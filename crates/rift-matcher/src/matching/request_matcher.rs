//! Compiled form of a request matcher.

use super::body::body_match;
use super::field::{CompiledFieldMatchers, FieldMatch, MatchField};
use super::headers::{header_match, CompiledKeyedMatchers};
use super::query::{deprecated_query_match, query_match};
use super::state_matcher::state_match;
use crate::error::MatchingError;
use crate::matchers::MatcherRegistry;
use crate::models::{RequestDetails, RequestMatcher, RequestMatcherResponsePair};
use crate::state::StateReader;
use std::collections::BTreeMap;

/// Field evaluation order used by the runner.
pub const FIELD_ORDER: [MatchField; 9] = [
    MatchField::Body,
    MatchField::Destination,
    MatchField::Scheme,
    MatchField::Path,
    MatchField::DeprecatedQuery,
    MatchField::Method,
    MatchField::Headers,
    MatchField::Query,
    MatchField::State,
];

#[derive(Debug, Clone, Default)]
pub struct CompiledRequestMatcher {
    body: CompiledFieldMatchers,
    destination: CompiledFieldMatchers,
    scheme: CompiledFieldMatchers,
    path: CompiledFieldMatchers,
    deprecated_query: CompiledFieldMatchers,
    method: CompiledFieldMatchers,
    headers: CompiledKeyedMatchers,
    query: CompiledKeyedMatchers,
    requires_state: BTreeMap<String, String>,
}

impl CompiledRequestMatcher {
    pub fn compile(
        matcher: &RequestMatcher,
        registry: &MatcherRegistry,
    ) -> Result<Self, MatchingError> {
        Ok(Self {
            body: CompiledFieldMatchers::compile(&matcher.body, registry)?,
            destination: CompiledFieldMatchers::compile(&matcher.destination, registry)?,
            scheme: CompiledFieldMatchers::compile(&matcher.scheme, registry)?,
            path: CompiledFieldMatchers::compile(&matcher.path, registry)?,
            deprecated_query: CompiledFieldMatchers::compile_lenient(
                &matcher.deprecated_query,
                registry,
            )?,
            method: CompiledFieldMatchers::compile(&matcher.method, registry)?,
            headers: CompiledKeyedMatchers::compile(&matcher.headers, registry)?,
            query: match &matcher.query {
                Some(query) => CompiledKeyedMatchers::compile(query, registry)?,
                None => CompiledKeyedMatchers::default(),
            },
            requires_state: matcher.requires_state.clone(),
        })
    }

    pub fn has_headers(&self) -> bool {
        !self.headers.is_empty()
    }

    pub fn has_state(&self) -> bool {
        !self.requires_state.is_empty()
    }

    /// Evaluate one field against the request.
    pub fn evaluate_field(
        &self,
        field: MatchField,
        request: &RequestDetails,
        state: &dyn StateReader,
    ) -> FieldMatch {
        match field {
            MatchField::Body => body_match(&self.body, request),
            MatchField::Destination => self.destination.evaluate(&request.destination),
            MatchField::Scheme => self.scheme.evaluate(&request.scheme),
            MatchField::Path => self.path.evaluate(&request.path),
            MatchField::DeprecatedQuery => deprecated_query_match(&self.deprecated_query, request),
            MatchField::Method => self.method.evaluate(&request.method),
            MatchField::Headers => header_match(&self.headers, &request.headers),
            MatchField::Query => query_match(&self.query, request),
            MatchField::State => state_match(&self.requires_state, state),
        }
    }

    /// Unscored header check.
    pub fn headers_match(&self, request: &RequestDetails) -> bool {
        self.headers.matches(&request.headers)
    }
}

/// A pair as stored in a simulation: the authored form and its compiled matcher.
#[derive(Debug, Clone)]
pub struct CompiledPair {
    pub source: RequestMatcherResponsePair,
    pub matcher: CompiledRequestMatcher,
}

impl CompiledPair {
    pub fn compile(
        pair: RequestMatcherResponsePair,
        registry: &MatcherRegistry,
    ) -> Result<Self, MatchingError> {
        let matcher = CompiledRequestMatcher::compile(&pair.request_matcher, registry)?;
        Ok(Self {
            source: pair,
            matcher,
        })
    }
}

#[cfg(test)]
mod tests {
    use super::*;
    use crate::models::{RequestFieldMatcher, ResponseDetails};
    use crate::state::State;

    #[test]
    fn test_compile_rejects_unknown_kind() {
        let matcher = RequestMatcher {
            path: vec![RequestFieldMatcher::new("nope", "/")],
            ..Default::default()
        };
        let result = CompiledPair::compile(
            RequestMatcherResponsePair::new(matcher, ResponseDetails::default()),
            &MatcherRegistry::standard(),
        );
        assert!(matches!(result, Err(MatchingError::UnknownMatcher(_))));
    }

    #[test]
    fn test_deprecated_query_tolerates_unknown_kind() {
        let matcher = RequestMatcher {
            deprecated_query: vec![RequestFieldMatcher::new("legacy", "a=1")],
            ..Default::default()
        };
        assert!(CompiledRequestMatcher::compile(&matcher, &MatcherRegistry::standard()).is_ok());
    }

    #[test]
    fn test_evaluate_fields() {
        let matcher = RequestMatcher {
            method: vec![RequestFieldMatcher::new("exact", "GET")],
            scheme: vec![RequestFieldMatcher::new("exact", "https")],
            ..Default::default()
        };
        let compiled = CompiledRequestMatcher::compile(&matcher, &MatcherRegistry::standard())
            .unwrap();
        let request = RequestDetails {
            method: "GET".to_string(),
            scheme: "http".to_string(),
            ..Default::default()
        };
        let state = State::new();

        assert_eq!(
            compiled.evaluate_field(MatchField::Method, &request, &state),
            FieldMatch::new(true, 2)
        );
        assert!(!compiled
            .evaluate_field(MatchField::Scheme, &request, &state)
            .matched);
        assert_eq!(
            compiled.evaluate_field(MatchField::Path, &request, &state),
            FieldMatch::vacuous()
        );
    }
}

-=-=-=-=-

### Your instructions
Wherever "standard" appears in the listing, report the line it is on.

### Response area
            &MatcherRegistry::standard(),
        assert!(CompiledRequestMatcher::compile(&matcher, &MatcherRegistry::standard()).is_ok());
        let compiled = CompiledRequestMatcher::compile(&matcher, &MatcherRegistry::standard())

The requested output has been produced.